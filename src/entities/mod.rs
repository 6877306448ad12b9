//! Entity module - Contains all SeaORM entity definitions for the database.
//! These entities represent the database tables and their relationships.
//! Each entity has a Model struct for data and an Entity struct for operations.

pub mod category;
pub mod category_fund_relationship;
pub mod expense;
pub mod fund;
pub mod income;

// Re-export specific types to avoid conflicts
pub use category::{Column as CategoryColumn, Entity as Category, Model as CategoryModel};
pub use category_fund_relationship::{
    Column as RelationshipColumn, Entity as CategoryFundRelationship, Model as RelationshipModel,
};
pub use expense::{Column as ExpenseColumn, Entity as Expense, Model as ExpenseModel};
pub use fund::{Column as FundColumn, Entity as Fund, Model as FundModel};
pub use income::{Column as IncomeColumn, Entity as Income, Model as IncomeModel};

━━━━━━━━

**WHAT THIS TASK INVOLVES**
In the listing, find every line containing the word "database" and list it.

**SOLUTION**
//! Entity module - Contains all SeaORM entity definitions for the database.
//! These entities represent the database tables and their relationships.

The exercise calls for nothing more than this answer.